DATASET EXTRACT →
%%

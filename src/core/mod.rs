//! Core infrastructure for a dependency run
//!
//! Configuration, manifest parsing, errors, locking and terminal output.

pub mod config;
pub mod error;
pub mod lock;
pub mod manifest;
pub mod output;
pub mod progress;
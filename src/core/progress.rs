//! Progress bar helpers
//!
//! Spinners for downloads and extraction, upgraded to a byte bar when the
//! download size is known.

use indicatif::{ProgressBar, ProgressStyle};
use std::time::Duration;

const SPINNER_CHARS: &str = "⠋⠙⠹⠸⠼⠴⠦⠧⠇⠏";

const TICK_INTERVAL_MS: u64 = 80;

/// Create a spinner progress bar with standard styling.
pub fn create_spinner(message: &str) -> ProgressBar {
    let pb = ProgressBar::new_spinner();
    if let Ok(style) = ProgressStyle::default_spinner().template("     {spinner:.cyan} {msg}") {
        pb.set_style(style.tick_chars(SPINNER_CHARS));
    }
    pb.set_message(message.to_string());
    pb.enable_steady_tick(Duration::from_millis(TICK_INTERVAL_MS));
    pb
}

/// Upgrade a spinner to a byte progress bar when content length becomes known.
pub fn upgrade_to_bytes(pb: &ProgressBar, total_bytes: u64) {
    pb.set_length(total_bytes);
    if let Ok(style) = ProgressStyle::default_bar()
        .template("     {spinner:.cyan} [{bar:30.cyan/dim}] {bytes}/{total_bytes} ({eta})")
    {
        pb.set_style(style.progress_chars("━╸━"));
    }
}

/// RAII guard that clears a progress bar when dropped.
///
/// Strategies bail out with `?` in many places; the guard keeps a failed
/// attempt from leaving a spinner behind.
pub struct ProgressGuard(ProgressBar);

impl ProgressGuard {
    pub fn spinner(message: &str) -> Self {
        Self(create_spinner(message))
    }

    pub fn bar(&self) -> &ProgressBar {
        &self.0
    }
}

impl Drop for ProgressGuard {
    fn drop(&mut self) {
        self.0.finish_and_clear();
    }
}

%%

WHAT TO WORK ON → Reproduce, please, the lines of the material from its first line down to the line containing "pb.set_length(total_bytes);", keeping both ends and nothing beyond them.

FINISHED EXERCISE →
filename src/core/mod.rs
//! Core infrastructure for a dependency run
//!
//! Configuration, manifest parsing, errors, locking and terminal output.

pub mod config;
pub mod error;
pub mod lock;
pub mod manifest;
pub mod output;
pub mod progress;
filename src/core/progress.rs
//! Progress bar helpers
//!
//! Spinners for downloads and extraction, upgraded to a byte bar when the
//! download size is known.

use indicatif::{ProgressBar, ProgressStyle};
use std::time::Duration;

const SPINNER_CHARS: &str = "⠋⠙⠹⠸⠼⠴⠦⠧⠇⠏";

const TICK_INTERVAL_MS: u64 = 80;

/// Create a spinner progress bar with standard styling.
pub fn create_spinner(message: &str) -> ProgressBar {
    let pb = ProgressBar::new_spinner();
    if let Ok(style) = ProgressStyle::default_spinner().template("     {spinner:.cyan} {msg}") {
        pb.set_style(style.tick_chars(SPINNER_CHARS));
    }
    pb.set_message(message.to_string());
    pb.enable_steady_tick(Duration::from_millis(TICK_INTERVAL_MS));
    pb
}

/// Upgrade a spinner to a byte progress bar when content length becomes known.
pub fn upgrade_to_bytes(pb: &ProgressBar, total_bytes: u64) {
    pb.set_length(total_bytes);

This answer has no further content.